─── The input ───
//! Postfix expression instructions as stored in YSTB expression data and
//! YSVR string initializers.

use std::fmt;

use byteorder::{ByteOrder, LittleEndian};
use yuris_nls::Codec;

use crate::error::{Error, Result};
use crate::reader::Reader;

/// One expression opcode.
///
/// The engine evaluates these on a value stack; `Var`/`Arr`/`IdxBeg` carry a
/// packed `(type_qualifier: u8, var_idx: u24)` operand, the literal opcodes
/// carry their value, and the operators carry nothing.
#[derive(Debug, Clone, Copy, PartialEq, Eq, Hash)]
pub enum Opcode {
    Nop,
    Var,
    Arr,
    IdxBeg,
    IdxEnd,
    I8,
    I16,
    I32,
    I64,
    F64,
    Str,
    ToStr,
    ToNum,
    Neg,
    Mul,
    Div,
    Mod,
    Add,
    Sub,
    Lt,
    Le,
    Gt,
    Ge,
    Eq,
    Ne,
    BitAnd,
    BitXor,
    BitOr,
    LogAnd,
    LogOr,
}

/// (code, opcode, declared operand width, mnemonic); width -1 = variable.
const OPCODES: &[(u8, Opcode, i8, &str)] = &[
    (0x2C, Opcode::Nop, 0, "nop"),
    (0x48, Opcode::Var, 3, "var"),
    (0x76, Opcode::Arr, 3, "arr"),
    (0x56, Opcode::IdxBeg, 3, "idxbeg"),
    (0x29, Opcode::IdxEnd, 1, "idxend"),
    (0x42, Opcode::I8, 1, "i8"),
    (0x57, Opcode::I16, 2, "i16"),
    (0x49, Opcode::I32, 4, "i32"),
    (0x4C, Opcode::I64, 8, "i64"),
    (0x46, Opcode::F64, 8, "f64"),
    (0x4D, Opcode::Str, -1, "str"),
    (0x73, Opcode::ToStr, 0, "$"),
    (0x69, Opcode::ToNum, 0, "@"),
    (0x52, Opcode::Neg, 0, "neg"),
    (0x2A, Opcode::Mul, 0, "*"),
    (0x2F, Opcode::Div, 0, "/"),
    (0x25, Opcode::Mod, 0, "%"),
    (0x2B, Opcode::Add, 0, "+"),
    (0x2D, Opcode::Sub, 0, "-"),
    (0x3C, Opcode::Lt, 0, "<"),
    (0x53, Opcode::Le, 0, "<="),
    (0x3E, Opcode::Gt, 0, ">"),
    (0x5A, Opcode::Ge, 0, ">="),
    (0x3D, Opcode::Eq, 0, "=="),
    (0x21, Opcode::Ne, 0, "!="),
    (0x41, Opcode::BitAnd, 0, "&"),
    (0x5E, Opcode::BitXor, 0, "^"),
    (0x4F, Opcode::BitOr, 0, "|"),
    (0x26, Opcode::LogAnd, 0, "&&"),
    (0x7C, Opcode::LogOr, 0, "||"),
];

impl Opcode {
    pub fn from_code(code: u8) -> Option<Opcode> {
        OPCODES.iter().find(|e| e.0 == code).map(|e| e.1)
    }

    fn entry(self) -> &'static (u8, Opcode, i8, &'static str) {
        OPCODES.iter().find(|e| e.1 == self).unwrap()
    }

    pub fn code(self) -> u8 {
        self.entry().0
    }

    /// Declared operand width in bytes; `None` for `Str` (length-carrying).
    pub fn operand_width(self) -> Option<usize> {
        let w = self.entry().2;
        (w >= 0).then_some(w as usize)
    }

    pub fn mnemonic(self) -> &'static str {
        self.entry().3
    }

    pub fn is_binary(self) -> bool {
        use Opcode::*;
        matches!(
            self,
            Mul | Div | Mod | Add | Sub | Lt | Le | Gt | Ge | Eq | Ne | BitAnd | BitXor | BitOr
                | LogAnd | LogOr
        )
    }

    pub fn takes_variable(self) -> bool {
        matches!(self, Opcode::Var | Opcode::Arr | Opcode::IdxBeg)
    }
}

#[derive(Debug, Clone, PartialEq)]
pub enum InsArg {
    None,
    Int(i64),
    Float(f64),
    Str(String),
}

/// One decoded instruction: opcode, declared size field, operand.
#[derive(Debug, Clone, PartialEq)]
pub struct Ins {
    pub op: Opcode,
    pub size: u16,
    pub arg: InsArg,
}

impl Ins {
    pub fn parse(r: &mut Reader) -> Result<Ins> {
        let at = r.pos();
        let code = r.byte()?;
        let size = r.u16()?;
        let op = Opcode::from_code(code).ok_or(Error::UnknownOpcode { code, at })?;
        if let Some(w) = op.operand_width() {
            if w != size as usize {
                return Err(Error::layout(format!(
                    "opcode {} declared size {} (expected {}) at offset {}",
                    op.mnemonic(),
                    size,
                    w,
                    at
                )));
            }
        }
        let arg = match op {
            Opcode::F64 => InsArg::Float(r.f64()?),
            Opcode::Str => InsArg::Str(r.str(size as usize)?),
            _ if size > 0 => InsArg::Int(r.sint(size as usize)?),
            _ => InsArg::None,
        };
        Ok(Ins { op, size, arg })
    }

    pub fn parse_buf(buf: &[u8], codec: Codec) -> Result<Vec<Ins>> {
        let mut r = Reader::new(buf, codec);
        let mut out = Vec::new();
        while r.pos() < r.len() {
            out.push(Ins::parse(&mut r)?);
        }
        Ok(out)
    }

    /// Re-encode. String instructions are not re-encodable (their bytes
    /// depend on the target character set).
    pub fn to_bytes(&self) -> Result<Vec<u8>> {
        let code = self.op.code();
        let mut out = vec![code, self.size as u8, (self.size >> 8) as u8];
        match &self.arg {
            InsArg::None => {}
            InsArg::Float(v) => out.extend_from_slice(&v.to_le_bytes()),
            InsArg::Int(v) => {
                let w = self.size as usize;
                let mut buf = [0u8; 8];
                LittleEndian::write_int(&mut buf[..w], *v, w);
                out.extend_from_slice(&buf[..w]);
            }
            InsArg::Str(_) => {
                return Err(Error::layout("string instructions do not re-encode"));
            }
        }
        Ok(out)
    }

    /// `(type_qualifier, var_idx)` for `var`/`arr`/`idxbeg`.
    pub fn var_parts(&self) -> Option<(u8, u32)> {
        if !self.op.takes_variable() {
            return None;
        }
        match self.arg {
            InsArg::Int(v) => Some(((v & 0xff) as u8, (v >> 8) as u32)),
            _ => None,
        }
    }
}

/// True iff `list` is exactly one integer instruction `op` with value `value`.
///
/// The emitter keys two source-level decisions on this: the `LOOP[]`
/// loop-forever form (a lone `i8 -1` condition) and initializer suppression
/// (a lone `i64 0` right-hand side).
pub fn is_lone_int(list: &[Ins], op: Opcode, value: i64) -> bool {
    matches!(list, [ins] if ins.op == op && ins.arg == InsArg::Int(value))
}

impl fmt::Display for Ins {
    fn fmt(&self, f: &mut fmt::Formatter<'_>) -> fmt::Result {
        let m = self.op.mnemonic();
        match &self.arg {
            InsArg::None => write!(f, "{}", m),
            InsArg::Str(s) => {
                // drop the stored quote characters around the payload
                let mut chars = s.chars();
                let inner = match (chars.next(), chars.next_back()) {
                    (Some(_), Some(_)) => chars.as_str(),
                    _ => s.as_str(),
                };
                write!(f, "({}:{})", m, inner)
            }
            InsArg::Int(v) if self.op.takes_variable() => {
                write!(f, "({}:{:0>2x}:{})", m, v & 0xff, v >> 8)
            }
            InsArg::Int(v) if *v < 0 => write!(f, "({}:-{:#x}={})", m, v.unsigned_abs(), v),
            InsArg::Int(v) => write!(f, "({}:{:#x}={})", m, v, v),
            InsArg::Float(v) => write!(f, "({}:{:?}f)", m, v),
        }
    }
}

/// List form used by the dump listings: `[(i8:-0x1=-1), +]`.
pub fn fmt_ins_list(list: &[Ins]) -> String {
    let items: Vec<String> = list.iter().map(|i| i.to_string()).collect();
    format!("[{}]", items.join(", "))
}
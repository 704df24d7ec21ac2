//! YSER: the engine error-message table.

use crate::error::Result;
use crate::reader::Reader;

use super::{check_pad, read_header};

#[derive(Debug, Clone)]
pub struct ErrEntry {
    pub id: u32,
    pub msg: String,
}

impl ErrEntry {
    pub(crate) fn parse(r: &mut Reader) -> Result<ErrEntry> {
        let id = r.u32()?;
        let msg = r.sz()?;
        Ok(ErrEntry { id, msg })
    }
}

#[derive(Debug, Clone)]
pub struct Yser {
    pub ver: u32,
    pub errs: Vec<ErrEntry>,
}

impl Yser {
    pub fn parse(r: &mut Reader) -> Result<Yser> {
        let ver = read_header(r, "YSER")?;
        let nerr = r.u32()?;
        check_pad(r.u32()?, "YSER")?;
        let errs = (0..nerr).map(|_| ErrEntry::parse(r)).collect::<Result<_>>()?;
        r.assert_eof(ver)?;
        Ok(Yser { ver, errs })
    }
}
//! # Domain Entities
//!
//! Entity sharding metadata, route results and per-target partials.

use super::errors::EntityName;
use super::value_objects::{PhysicalTarget, RouteCondition};
use serde::{Deserialize, Serialize};
use std::collections::HashSet;

/// Which sharding dimensions an entity participates in.
///
/// A closed tag dispatched on by the route rule engine; replaces runtime
/// type inspection.
#[derive(Clone, Copy, Debug, PartialEq, Eq, Serialize, Deserialize)]
pub enum ShardingCapability {
    /// Entity lives entirely in the default data source, one table.
    None,
    /// Rows are spread across data sources.
    DataSource,
    /// Rows are spread across table tails within one data source.
    Table,
    /// Sharded on both dimensions.
    Both,
}

impl ShardingCapability {
    /// Entity participates in data-source sharding.
    pub fn shards_data_source(&self) -> bool {
        matches!(self, Self::DataSource | Self::Both)
    }

    /// Entity participates in table sharding.
    pub fn shards_table(&self) -> bool {
        matches!(self, Self::Table | Self::Both)
    }

    /// Entity participates in sharding at all.
    pub fn is_sharding(&self) -> bool {
        !matches!(self, Self::None)
    }
}

/// Per-entity sharding metadata.
#[derive(Clone, Debug, PartialEq, Eq, Serialize, Deserialize)]
pub struct EntityMetadata {
    /// Logical entity name.
    pub entity: EntityName,
    /// Sharding dimensions the entity participates in.
    pub capability: ShardingCapability,
    /// Property used for data-source sharding, if any.
    pub data_source_property: Option<String>,
    /// Property used for table sharding, if any.
    pub table_property: Option<String>,
    /// More than one physical data source can hold rows for a key.
    pub multi_data_source: bool,
    /// More than one table tail can hold rows for a key.
    pub multi_table: bool,
    /// The entity has a single-column primary key.
    pub single_key: bool,
    /// Primary key property name.
    pub primary_key: String,
}

impl EntityMetadata {
    /// The data-source shard key is the primary key.
    ///
    /// Single-key entities with a non-multi mapping qualify by
    /// construction; otherwise the property names are compared.
    pub fn data_source_key_is_primary(&self) -> bool {
        if !self.multi_data_source && self.single_key {
            return true;
        }
        self.data_source_property.as_deref() == Some(self.primary_key.as_str())
    }

    /// The table shard key is the primary key.
    pub fn table_key_is_primary(&self) -> bool {
        if !self.multi_table && self.single_key {
            return true;
        }
        self.table_property.as_deref() == Some(self.primary_key.as_str())
    }
}

/// A logical query as seen by the route rule engine: the entities it
/// touches plus exactly one active routing condition.
#[derive(Clone, Debug, PartialEq, Eq, Serialize, Deserialize)]
pub struct RouteQuery {
    /// Entities referenced by the query, duplicates allowed.
    pub entities: Vec<EntityName>,
    /// The single active condition.
    pub condition: RouteCondition,
}

impl RouteQuery {
    /// Query over one entity.
    pub fn single(entity: impl Into<EntityName>, condition: RouteCondition) -> Self {
        Self {
            entities: vec![entity.into()],
            condition,
        }
    }

    /// Unrestricted scan over one entity.
    pub fn full_scan(entity: impl Into<EntityName>) -> Self {
        Self::single(entity, RouteCondition::FullScan)
    }
}

/// Deduplicated set of physical targets attributed to one logical query.
#[derive(Clone, Debug, Default, PartialEq, Eq, Serialize, Deserialize)]
pub struct RouteResult {
    targets: HashSet<PhysicalTarget>,
}

impl RouteResult {
    /// Build from any collection of targets.
    pub fn new(targets: impl IntoIterator<Item = PhysicalTarget>) -> Self {
        Self {
            targets: targets.into_iter().collect(),
        }
    }

    /// Number of distinct targets.
    pub fn len(&self) -> usize {
        self.targets.len()
    }

    /// True when no target matched.
    pub fn is_empty(&self) -> bool {
        self.targets.is_empty()
    }

    /// Membership test.
    pub fn contains(&self, target: &PhysicalTarget) -> bool {
        self.targets.contains(target)
    }

    /// Unordered view of the targets.
    pub fn targets(&self) -> &HashSet<PhysicalTarget> {
        &self.targets
    }

    /// Targets in deterministic (sorted) order, for dispatch and tests.
    pub fn sorted(&self) -> Vec<PhysicalTarget> {
        let mut out: Vec<_> = self.targets.iter().cloned().collect();
        out.sort();
        out
    }

    /// Set intersection with another result.
    pub fn intersect(&self, other: &RouteResult) -> RouteResult {
        RouteResult {
            targets: self.targets.intersection(&other.targets).cloned().collect(),
        }
    }
}

impl FromIterator<PhysicalTarget> for RouteResult {
    fn from_iter<I: IntoIterator<Item = PhysicalTarget>>(iter: I) -> Self {
        Self::new(iter)
    }
}

/// One target's contribution to a merge: created once per completed
/// execution unit, consumed exactly once by a merge strategy.
#[derive(Clone, Debug)]
pub struct PartialResult<T> {
    target: PhysicalTarget,
    value: T,
}

impl<T> PartialResult<T> {
    /// Attribute a value to the target that produced it.
    pub fn new(target: PhysicalTarget, value: T) -> Self {
        Self { target, value }
    }

    /// Producing target.
    pub fn target(&self) -> &PhysicalTarget {
        &self.target
    }

    /// Data source the value came from.
    pub fn data_source(&self) -> &str {
        self.target.data_source()
    }

    /// Borrow the value.
    pub fn value(&self) -> &T {
        &self.value
    }

    /// Consume into the value.
    pub fn into_value(self) -> T {
        self.value
    }

    /// Consume into target and value.
    pub fn into_parts(self) -> (PhysicalTarget, T) {
        (self.target, self.value)
    }
}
───
• What this task involves: From the records above, copy each line in which the string "crate" occurs.

• Answer:
use crate::error::{Error, Result};
use crate::reader::Reader;
use crate::error::Result;
use crate::reader::Reader;
    pub(crate) fn parse(r: &mut Reader) -> Result<ErrEntry> {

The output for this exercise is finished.